With some of the above applied, and a long expiry (month or year), and assuming it won't expire/fall out of Memcached for other reasons - in theory - what scenarios could still result in a cache miss?

I think it'd be great if we could make it very rare/unlikely to have a cache miss, and then apply the per-filter measures only when the rule-parsing was cached. We could then have a separate metric (in Graphite/Logstash, for developers) to closely monitor when cache entries are missing.

Collecting data for warm runs only makes sense. As I said in the description, profiling data is saved in AbuseFilterRunner, while only the Parser has knowledge about cache hits/miss. So we'd have to write some additional logic, but it shouldn't be too complicated. And not showing cold runs data in the UI is fine, but only as long as we really manage to greatly reduce the cache misses.

There would still be the overall measure for all filters combined (not skipping anything) to make sure we don't regress in terms of impact on Save Timing.

For sure. And after all, I don't think we should care about that runtime being a mix of cold and warm runs. Currently, it's already a mix of filters bailing out at the first condition and filters where every condition is checked, so it should only represent the average extra save time.

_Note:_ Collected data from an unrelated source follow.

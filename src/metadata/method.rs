//! Method bodies as seen by constant recovery.

use std::fmt;

use crate::{assembly::Instruction, metadata::token::Token};

/// A method and its decoded instruction stream.
///
/// The instruction vector is the write-back surface: rewrites replace slices of it in place,
/// renumber offsets, and the host re-encodes the result. A `Method` is exclusively owned by
/// whichever rewrite is operating on it.
#[derive(Debug, Clone, PartialEq)]
pub struct Method {
    /// `MethodDef` token of this method
    pub token: Token,
    /// Full name, e.g. `<Module>::Get`
    pub name: String,
    /// Decoded body
    pub instructions: Vec<Instruction>,
}

impl Method {
    /// Creates a method from its token, name and body
    pub fn new(token: Token, name: impl Into<String>, instructions: Vec<Instruction>) -> Self {
        Method {
            token,
            name: name.into(),
            instructions,
        }
    }

    /// Total encoded size of the body in bytes
    #[must_use]
    pub fn code_size(&self) -> u64 {
        self.instructions.iter().map(|instr| instr.size).sum()
    }
}

impl fmt::Display for Method {
    fn fmt(&self, f: &mut fmt::Formatter<'_>) -> fmt::Result {
        write!(f, "{} ({})", self.name, self.token)
    }
}

#[cfg(test)]
mod tests {
    use super::*;

    #[test]
    fn test_method_basics() {
        let method = Method::new(
            Token(0x06000003),
            "Program::Main",
            vec![Instruction::ldc_i4(1000), Instruction::ret().at(5)],
        );
        assert_eq!(method.code_size(), 6);
        assert_eq!(method.to_string(), "Program::Main (0x06000003)");
    }
}
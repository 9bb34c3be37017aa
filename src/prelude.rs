//! # cilprobe Prelude
//!
//! This module provides a convenient prelude for the most commonly used types and traits
//! of the cilprobe library. Import this module to get quick access to everything needed to
//! recover ConfuserEx constants.

// ================================================================================================
// Core Types and Error Handling
// ================================================================================================

/// The main error type for all cilprobe operations
pub use crate::Error;

/// The result type used throughout cilprobe
pub use crate::Result;

// ================================================================================================
// Metadata
// ================================================================================================

/// Metadata token type for referencing table entries
pub use crate::metadata::Token;

/// Method bodies, generic arguments and the member resolution seam
pub use crate::metadata::{MemberResolver, MemberTable, Method, MethodInstantiation, TypeSignature};

// ================================================================================================
// Instructions
// ================================================================================================

/// Instruction model and block view
pub use crate::assembly::{
    build_blocks, flatten_blocks, remove_dead_blocks, renumber_offsets, BasicBlock, FlowType,
    Immediate, Instruction, InstructionAssembler, Operand,
};

// ================================================================================================
// Emulation
// ================================================================================================

/// Interpreter, execution state and runtime values
pub use crate::emulation::{
    EmValue, EmulationError, EmulationLimits, ExecutionContext, Interpreter, Routine,
};

// ================================================================================================
// Constant Recovery
// ================================================================================================

/// Tag resolution, call-site patching and orchestration
pub use crate::deobfuscation::{
    constants::{
        find_consumers, ConstantBlob, ConstantKeys, ConstantKind, ConstantPatcher,
        ConstantsConfig, ConstantsDecryptor, PatchFailure, PatchReport, ProtectionInstance,
        StringInterner, TagMapping, TagResolver,
    },
    ControlFlowCleaner,
};
//! Basic block view over an instruction stream.
//!
//! Blocks are built from an already-decoded stream, so splitting is a matter of finding
//! leaders: the first instruction, every branch target, and every instruction that follows a
//! branch, `ret` or `throw`. Blocks are kept in physical order and `id` equals the block's
//! position in the vector that owns it.
//!
//! The stream can be turned back into a flat sequence with [`flatten_blocks`], and any stream
//! that had instructions removed or replaced gets valid offsets back from
//! [`renumber_offsets`].

use std::collections::{HashMap, HashSet, VecDeque};

use crate::{
    assembly::{FlowType, Instruction},
    Result,
};

/// A straight-line run of instructions with a single entry.
#[derive(Debug, Clone, PartialEq)]
pub struct BasicBlock {
    /// Position of this block in its owning vector
    pub id: usize,
    /// Offset of the block's first instruction when the view was built
    pub offset: u64,
    /// The instructions of this block
    pub instructions: Vec<Instruction>,
    /// Ids of blocks control can flow to from the end of this block
    pub successors: Vec<usize>,
}

impl BasicBlock {
    /// Creates an empty block
    #[must_use]
    pub fn new(id: usize, offset: u64) -> Self {
        BasicBlock {
            id,
            offset,
            instructions: Vec::new(),
            successors: Vec::new(),
        }
    }

    /// Total encoded size of the block's instructions
    #[must_use]
    pub fn size(&self) -> u64 {
        self.instructions.iter().map(|instr| instr.size).sum()
    }

    /// The last instruction of the block
    #[must_use]
    pub fn terminator(&self) -> Option<&Instruction> {
        self.instructions.last()
    }
}

/// Splits an instruction stream into basic blocks and wires their successor edges.
///
/// Branch targets that do not land on an instruction boundary inside the stream are ignored
/// for splitting and produce no edge.
#[must_use]
pub fn build_blocks(instructions: &[Instruction]) -> Vec<BasicBlock> {
    if instructions.is_empty() {
        return Vec::new();
    }

    let index_of: HashMap<u64, usize> = instructions
        .iter()
        .enumerate()
        .map(|(idx, instr)| (instr.offset, idx))
        .collect();

    let mut leaders = HashSet::new();
    leaders.insert(0usize);
    for (idx, instr) in instructions.iter().enumerate() {
        for target in instr.branch_targets() {
            if let Some(&target_idx) = index_of.get(&target) {
                leaders.insert(target_idx);
            }
        }
        if instr.is_terminal() && idx + 1 < instructions.len() {
            leaders.insert(idx + 1);
        }
    }

    let mut blocks: Vec<BasicBlock> = Vec::new();
    for (idx, instr) in instructions.iter().enumerate() {
        if leaders.contains(&idx) {
            blocks.push(BasicBlock::new(blocks.len(), instr.offset));
        }
        if let Some(block) = blocks.last_mut() {
            block.instructions.push(instr.clone());
        }
    }

    let block_at: HashMap<u64, usize> = blocks.iter().map(|b| (b.offset, b.id)).collect();
    let count = blocks.len();
    for block in &mut blocks {
        let Some(last) = block.instructions.last() else {
            continue;
        };
        let mut targets: Vec<usize> = Vec::new();
        for target in last.branch_targets() {
            if let Some(&id) = block_at.get(&target) {
                if !targets.contains(&id) {
                    targets.push(id);
                }
            }
        }
        let next = (block.id + 1 < count).then_some(block.id + 1);

        block.successors = match last.flow_type {
            FlowType::UnconditionalBranch | FlowType::Leave => targets,
            FlowType::ConditionalBranch | FlowType::Switch => {
                if let Some(next) = next {
                    if !targets.contains(&next) {
                        targets.push(next);
                    }
                }
                targets
            }
            FlowType::Return | FlowType::Throw | FlowType::EndFinally => Vec::new(),
            FlowType::Sequential | FlowType::Call => next.into_iter().collect(),
        };
    }

    blocks
}

/// Drops every block that cannot be reached from the entry block.
///
/// Surviving blocks keep their physical order; ids and successor lists are renumbered to
/// match their new positions.
#[must_use]
pub fn remove_dead_blocks(blocks: Vec<BasicBlock>) -> Vec<BasicBlock> {
    if blocks.is_empty() {
        return blocks;
    }

    let mut reachable = vec![false; blocks.len()];
    let mut queue = VecDeque::from([0usize]);
    reachable[0] = true;
    while let Some(id) = queue.pop_front() {
        for &succ in &blocks[id].successors {
            if succ < blocks.len() && !reachable[succ] {
                reachable[succ] = true;
                queue.push_back(succ);
            }
        }
    }

    let mut new_id = vec![usize::MAX; blocks.len()];
    let mut next = 0;
    for (old, alive) in reachable.iter().enumerate() {
        if *alive {
            new_id[old] = next;
            next += 1;
        }
    }

    blocks
        .into_iter()
        .zip(reachable)
        .filter_map(|(mut block, alive)| {
            if !alive {
                return None;
            }
            block.id = new_id[block.id];
            block.successors = block.successors.iter().map(|&s| new_id[s]).collect();
            Some(block)
        })
        .collect()
}

/// Concatenates blocks into one stream with fresh, contiguous offsets starting at 0.
///
/// Every branch must target the start of one of the given blocks; its target is moved to
/// that block's new start.
///
/// # Errors
/// Returns [`crate::Error::Malformed`] if a branch targets something other than a block start.
pub fn flatten_blocks(blocks: &[BasicBlock]) -> Result<Vec<Instruction>> {
    let mut relocated = HashMap::with_capacity(blocks.len());
    let mut cursor = 0u64;
    for block in blocks {
        relocated.insert(block.offset, cursor);
        cursor += block.size();
    }

    let mut flat = Vec::with_capacity(blocks.iter().map(|b| b.instructions.len()).sum());
    let mut cursor = 0u64;
    for block in blocks {
        for instr in &block.instructions {
            let mut instr = instr.clone();
            let offset = cursor;
            instr.offset = offset;
            cursor += instr.size;

            for target in instr.branch_targets_mut() {
                let Some(&new_target) = relocated.get(&*target) else {
                    return Err(malformed_error!(
                        "Branch at IL_{:04x} in block {} targets IL_{:04x}, which starts no block",
                        offset,
                        block.id,
                        *target
                    ));
                };
                *target = new_target;
            }
            flat.push(instr);
        }
    }

    Ok(flat)
}

/// Recomputes offsets after structural edits.
///
/// Offsets are reassigned sequentially from 0 using each instruction's size. Every jump
/// target is remapped, including `leave` and each entry of a `switch` table. A branch whose
/// old target no longer exists is redirected to the first surviving instruction at or after
/// that target, which is where control would have fallen through to. Existing offsets must be
/// non-decreasing, which holds as long as replacements inherit the offset of what they replace.
pub fn renumber_offsets(instructions: &mut [Instruction]) {
    let old_offsets: Vec<u64> = instructions.iter().map(|instr| instr.offset).collect();

    let mut new_offsets = Vec::with_capacity(instructions.len());
    let mut cursor = 0u64;
    for instr in instructions.iter_mut() {
        new_offsets.push(cursor);
        instr.offset = cursor;
        cursor += instr.size;
    }
    let end = cursor;

    for instr in instructions.iter_mut() {
        for target in instr.branch_targets_mut() {
            let idx = old_offsets.partition_point(|&offset| offset < *target);
            *target = new_offsets.get(idx).copied().unwrap_or(end);
        }
    }
}
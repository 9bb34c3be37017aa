//! Label-based construction of instruction streams.
//!
//! [`InstructionAssembler`] collects [`Instruction`]s and resolves named branch labels once the
//! stream is complete, assigning contiguous offsets starting at 0. Hosts use it to build
//! replacement bodies; the test fixtures use it to write synthetic getters without counting
//! bytes by hand.
//!
//! # Examples
//!
//! ```rust
//! use cilprobe::assembly::{opcodes, Instruction, InstructionAssembler};
//!
//! let mut asm = InstructionAssembler::new();
//! asm.emit(Instruction::ldloc(0));
//! asm.emit_branch(opcodes::BRFALSE_S, "zero");
//! asm.emit(Instruction::ldc_i4(1));
//! asm.emit(Instruction::ret());
//! asm.define_label("zero")?;
//! asm.emit(Instruction::ldc_i4(0));
//! asm.emit(Instruction::ret());
//!
//! let code = asm.finish()?;
//! assert_eq!(code[1].branch_target(), Some(code[4].offset));
//! # Ok::<(), cilprobe::Error>(())
//! ```

use std::collections::HashMap;

use crate::{
    assembly::{Instruction, Operand},
    Result,
};

/// A pending branch whose label has not been resolved yet.
#[derive(Debug, Clone)]
struct LabelFixup {
    /// Index of the branch instruction
    index: usize,
    /// The target label name to resolve
    label: String,
}

/// Builds an instruction stream with symbolic branch targets.
#[derive(Debug, Default)]
pub struct InstructionAssembler {
    instructions: Vec<Instruction>,
    /// label name -> index of the instruction it precedes
    labels: HashMap<String, usize>,
    fixups: Vec<LabelFixup>,
}

impl InstructionAssembler {
    /// Creates an empty assembler
    #[must_use]
    pub fn new() -> Self {
        Self::default()
    }

    /// Appends an instruction; its offset is assigned by [`InstructionAssembler::finish`]
    pub fn emit(&mut self, instruction: Instruction) {
        self.instructions.push(instruction);
    }

    /// Appends a branch opcode that targets `label`
    pub fn emit_branch(&mut self, opcode: u8, label: &str) {
        self.fixups.push(LabelFixup {
            index: self.instructions.len(),
            label: label.to_string(),
        });
        self.instructions.push(Instruction::branch(opcode, 0));
    }

    /// Binds `label` to the next emitted instruction.
    ///
    /// # Errors
    /// Returns [`crate::Error::Malformed`] if the label was already defined.
    pub fn define_label(&mut self, label: &str) -> Result<()> {
        if self.labels.contains_key(label) {
            return Err(malformed_error!("Label '{}' is defined twice", label));
        }
        self.labels.insert(label.to_string(), self.instructions.len());
        Ok(())
    }

    /// Number of emitted instructions
    #[must_use]
    pub fn len(&self) -> usize {
        self.instructions.len()
    }

    /// Returns true if nothing has been emitted
    #[must_use]
    pub fn is_empty(&self) -> bool {
        self.instructions.is_empty()
    }

    /// Assigns offsets and resolves every branch label.
    ///
    /// # Errors
    /// Returns [`crate::Error::Malformed`] if a branch references an undefined label.
    pub fn finish(mut self) -> Result<Vec<Instruction>> {
        let mut offsets = Vec::with_capacity(self.instructions.len() + 1);
        let mut cursor = 0u64;
        for instr in &mut self.instructions {
            instr.offset = cursor;
            offsets.push(cursor);
            cursor += instr.size;
        }
        offsets.push(cursor);

        for fixup in &self.fixups {
            let Some(&target_idx) = self.labels.get(&fixup.label) else {
                return Err(malformed_error!("Undefined label '{}'", fixup.label));
            };
            let instr = &mut self.instructions[fixup.index];
            instr.operand = Operand::Target(offsets[target_idx]);
        }

        Ok(self.instructions)
    }
}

Would it be feasible to make cache misses nearly impossible?

We can definitely try :-)

  • We can avoid a guaranteed cache miss after a filter modification, by parsing and caching the result automatically when modifying/creating a an abuse filter.

I think this is already in place (inadvertently): when saving a filter, we run a syntax check, which in turns involves parsing the filter and will cache the tokens and the AST with the new parser. And that will also keep working if we change the syntax check so that it only tries to build the AST, without evaluating it (T231536).

There are several features in WANObjectCache (key touching, check keys, staleTTL, lockTSE, async pre-emptive regeneration) that can help us minimise chances of cache misses.

We could also use key touching as we do for global filters, yes. [1]

  • If the cache might fall out for a filter if it is only rarely reached (e.g. other rules always match first), we could do a batch query on the cache (getMulti) to always get them together and thus keep them popular. Alternatively, if we want to optimise for shorter individual steps and quicker early return, we could keep things warm by having a deferred update that checks the unused filters and ensures they are re-parsed/cached if they fell out.

Every filter is always executed (unless they're consuming too many conditions, but this shouldn't happen on WMF wikis), so every edit will recache all missing filters.

With some of the above applied, and a long expiry (month or year), and assuming it won't expire/fall out of Memcached for other reasons - in theory - what scenarios could still result in a cache miss?

No other scenarios. Currently, the TTL is one day in the local server. We could increase it and use key touching as you proposed above.

[1] - For global filters, we cache the results of the query on the foreign DB. That has a long TTL and the key is touched when changing a global filter. The mechanism here would be a little different, but we could also be able to cache the query for local filters and delegate all the caching to a separate method.

Change 537499 had a related patch set uploaded (by Daimona Eaytoy; owner: Daimona Eaytoy):
[mediawiki/extensions/AbuseFilter@master] Group slow filters by warm/cold cache

https://gerrit.wikimedia.org/r/537499

The implementation above should be good. Ensuring as few cache miss as possible could be the scope of another task, to be opened after looking at prod results.